Wednesday, June 1, 2005

Whither literacy?

(BC Teacher: 2005 May/June) by Maureen L. MacDonald

I chased my dream to be an elementary music teacher, and it was good. But when I taught from 1969 to 1971 in a school with a marvelous library program and a dynamic teacher-librarian named Doris Fuller, I knew that I would make a change. I quit my job and returned to UBC to take a year in teacher-librarianship, and I have never regretted that decision.

When I was first a teacher-librarian, times were exciting for school libraries. Budgets were sufficient to allow the purchase of many new books each year—perhaps two or three per student. Walls were knocked down so that the one-room libraries could expand to the size of two or three classrooms to meet the demand for shelf and student space. Collections expanded to include more than books. Teacher-librarians practiced Co-operative Program Planning and Teaching (CPPT) with colleagues. Students borrowed books and tapes and, in my school, stuffed animals to read to.

The point of the library program always was, and still is, to enhance literacy. Long before the days of mission statements and school growth plans it was understood that literacy was our goal. No one said "improve literacy" and "slash the staffing and materials budgets" in the same breath. Not until just after the provincial election of 2001.

Is it any wonder that the members of the educational community are scratching their heads in amazement at the ridiculousness of the juxtaposition of the partial closure of libraries and the admonishment to keep up high standards? Scholars, parents, teachers, students, newspaper columnists, and members of the public fail to see any logic in the plan of the Gordon Campbell-led provincial government to underfund the public education system. Perhaps the benefit of this plan is only seen by the operators of private, for-profit schools that advertise to attract well-off students to their big libraries and their small classes.

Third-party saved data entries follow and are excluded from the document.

//! Markup extraction tier.
//!
//! Parses the rendered document for parameter elements and reads them as
//! label/value line pairs. The structural class markers below track the
//! source site's build artifacts and are expected to change whenever the
//! site ships a new bundle; this is the fragile tier by design.

use once_cell::sync::Lazy;
use scraper::{Html, Selector};
use tracing::debug;

use super::RawFieldMap;
use crate::fields;

/// Elements whose class attribute carries one of the known parameter markers
static PARAM_SELECTOR: Lazy<Selector> = Lazy::new(|| {
    Selector::parse(r#"li[class*="cui-wzd2b5"], div[class*="c6c5c8b1"], span[class*="c1c5b1a0"]"#)
        .expect("static selector must parse")
});

/// Extract raw fields from rendered markup.
///
/// Returns an empty map when nothing matches; missing or malformed
/// elements are skipped silently.
pub fn extract(markup: &str) -> RawFieldMap {
    let document = Html::parse_document(markup);
    let mut extracted = RawFieldMap::new();

    for element in document.select(&PARAM_SELECTOR) {
        // A label and value may share one text node, split by a newline.
        let lines: Vec<&str> = element
            .text()
            .flat_map(|node| node.split('\n'))
            .map(str::trim)
            .filter(|line| !line.is_empty())
            .collect();

        if lines.len() < 2 {
            continue;
        }

        let Some(field) = fields::match_label(lines[0]) else {
            continue;
        };

        // First occurrence wins within this tier.
        extracted
            .entry(field.to_string())
            .or_insert_with(|| lines[1].to_string());
    }

    debug!("Markup tier resolved {} fields", extracted.len());
    extracted
}

#[cfg(test)]
mod tests {
    use super::*;

    #[test]
    fn test_empty_markup() {
        assert!(extract("").is_empty());
        assert!(extract("<html><body><p>nothing here</p></body></html>").is_empty());
    }

    #[test]
    fn test_label_value_pairs() {
        let markup = r#"
            <ul>
              <li class="cui-wzd2b5 a1"><span>Этаж</span><span>7</span></li>
              <li class="cui-wzd2b5 a2"><span>Всего этажей</span><span>25</span></li>
              <div class="c6c5c8b1"><span>Общая площадь</span><span>64.2 м²</span></div>
            </ul>
        "#;
        let map = extract(markup);

        assert_eq!(map.get("Этаж").map(String::as_str), Some("7"));
        assert_eq!(map.get("Всего Этажей").map(String::as_str), Some("25"));
        assert_eq!(map.get("Общая Площадь").map(String::as_str), Some("64.2 м²"));
    }

    #[test]
    fn test_label_and_value_in_one_text_node() {
        let markup = "<li class=\"cui-wzd2b5\">Этаж\n7</li>\
                      <li class=\"cui-wzd2b5\">Общая площадь\n64.2 м²</li>";
        let map = extract(markup);

        assert_eq!(map.get("Этаж").map(String::as_str), Some("7"));
        assert_eq!(map.get("Общая Площадь").map(String::as_str), Some("64.2 м²"));
    }

    #[test]
    fn test_first_occurrence_wins() {
        let markup = r#"
            <li class="cui-wzd2b5"><span>Этаж</span><span>7</span></li>
            <li class="cui-wzd2b5"><span>Этаж</span><span>99</span></li>
        "#;
        let map = extract(markup);
        assert_eq!(map.get("Этаж").map(String::as_str), Some("7"));
    }

    #[test]
    fn test_single_line_elements_are_skipped() {
        let markup = r#"<li class="cui-wzd2b5"><span>Этаж</span></li>"#;
        assert!(extract(markup).is_empty());
    }

    #[test]
    fn test_unknown_labels_are_skipped() {
        let markup = r#"<li class="cui-wzd2b5"><span>Парковка</span><span>есть</span></li>"#;
        assert!(extract(markup).is_empty());
    }

    #[test]
    fn test_total_floors_not_captured_as_floor() {
        let markup = r#"
            <li class="cui-wzd2b5"><span>Этажей всего</span><span>25</span></li>
        "#;
        let map = extract(markup);
        assert_eq!(map.get("Всего Этажей").map(String::as_str), Some("25"));
        assert!(!map.contains_key("Этаж"));
    }
}
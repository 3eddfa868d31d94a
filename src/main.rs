use actix_cors::Cors;
use actix_web::{web, App, HttpServer};
use anyhow::Result;
use clap::Parser;
use std::path::PathBuf;
use std::sync::Arc;
use std::time::Duration;
use tracing::info;

use flatcast::api::{self, AppState};
use flatcast::config::AppConfig;
use flatcast::extract::session::SessionFactory;
use flatcast::extract::ExtractionPipeline;
use flatcast::model::adapter::InferenceAdapter;
use flatcast::model::{ModelArtifacts, SerializedModel};
use flatcast::security::UrlValidator;

#[derive(Parser)]
#[command(author, version, about)]
struct Args {
    /// Path to a TOML configuration file
    #[arg(short, long)]
    config: Option<PathBuf>,

    /// Override the listen address, e.g. 0.0.0.0:8000
    #[arg(short, long)]
    bind: Option<String>,

    /// Predict for a single listing URL and exit instead of serving
    #[arg(long)]
    url: Option<String>,
}

#[actix_web::main]
async fn main() -> Result<()> {
    let args = Args::parse();

    let config = match &args.config {
        Some(path) => AppConfig::load_from_file(path).await?,
        None => AppConfig::load().await?,
    };

    flatcast::logging::init_logging(&config.logging)?;
    info!("Starting flatcast v{}", env!("CARGO_PKG_VERSION"));

    let state = build_state(config)?;

    if let Some(url) = args.url {
        return predict_once(&state, &url).await;
    }

    let bind_address = args
        .bind
        .unwrap_or_else(|| format!("{}:{}", state.config.server.host, state.config.server.port));
    info!("Listening on {}", bind_address);

    let enable_cors = state.config.server.enable_cors;
    let data = web::Data::new(state);

    HttpServer::new(move || {
        let cors = if enable_cors {
            Cors::permissive()
        } else {
            Cors::default()
        };

        App::new()
            .wrap(cors)
            .app_data(data.clone())
            .configure(api::configure_routes)
    })
    .bind(bind_address)?
    .run()
    .await?;

    info!("flatcast shutting down");
    Ok(())
}

/// Load the model artifacts once and assemble the shared state
fn build_state(config: AppConfig) -> Result<AppState> {
    let artifacts = Arc::new(ModelArtifacts::load(
        &config.model.features_path,
        &config.model.categorical_path,
    )?);
    let model = Arc::new(SerializedModel::load(&config.model.model_path, artifacts.clone())?);
    let adapter = InferenceAdapter::new(artifacts, model);

    let pipeline =
        ExtractionPipeline::new(Duration::from_secs(config.browser.navigation_timeout_seconds));
    let validator = UrlValidator::new(&config.security);
    let sessions = session_factory(&config);

    Ok(AppState { config, validator, sessions, pipeline, adapter })
}

#[cfg(feature = "browser")]
fn session_factory(config: &AppConfig) -> Arc<dyn SessionFactory> {
    Arc::new(flatcast::extract::session::PlaywrightSessionFactory::new(&config.browser))
}

#[cfg(not(feature = "browser"))]
fn session_factory(config: &AppConfig) -> Arc<dyn SessionFactory> {
    Arc::new(flatcast::extract::session::DisabledSessionFactory::new(&config.browser))
}

/// One-shot CLI mode: predict for a single URL and print the response
async fn predict_once(state: &AppState, url: &str) -> Result<()> {
    let (prediction, record) = state.predict_listing(url).await?;

    let output = serde_json::json!({
        "price_per_meter": prediction.price_per_meter,
        "total_price": prediction.total_price,
        "extracted_features": record,
    });
    println!("{}", serde_json::to_string_pretty(&output)?);

    Ok(())
}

BCTF members have dealt with the library crisis in a variety of ways—endless fundraising activities to stock the libraries, calling on volunteers to pitch in where there used to be staff, relying more on student monitors. Why do we try to fill the gaps left by deliberate underfunding? You know why! We don’t want the students to lose any opportunities to learn. We add to our own workloads until we can stand no more.

The breaking point for teachers has come. We cannot do more with less. We cannot even do the same with less. We can only do less with less.

Let’s stop covering up for the deficiencies in the system. Let’s let the public and the school community have a taste of reality. How will they know if we don’t show them? Wouldn’t a knowledgeable public want to see the restoration of the library programs cut by the Liberal government since 2001?

Literacy is the cornerstone of democracy. Our urgent and immediate job as teachers in this democratic society is to protect literacy. One way to do this is to recognize the changing social and economic conditions in society and to reflect that in public school libraries. In other words, provide students with well-stocked libraries staffed by professional teacher-librarians and learning will ensue. That, my friends, is common sense.

When I see the school library in the big picture, I notice that the outline has been erased and the image is getting smaller. Multiply this times a thousand schools. The picture is not pretty.

The stripping of teachers’ bargaining rights, the elimination of class-size and class-composition clauses from our collective agreement, the mockery of assuming that libraries can run without teacher-librarians, and the slashing of budgets for staff and materials was highly detrimental to the learning conditions of our students. Success is not achieved by supplying fewer resources.

We have a different set of MLAs to educate now. Let’s tell them what a good library program would do to enhance literacy. It is false economy to reduce educational opportunities because today’s students are the most valuable assets of our future.

Maureen MacDonald is a teacher-librarian at Elsie Roy Elementary School, Vancouver.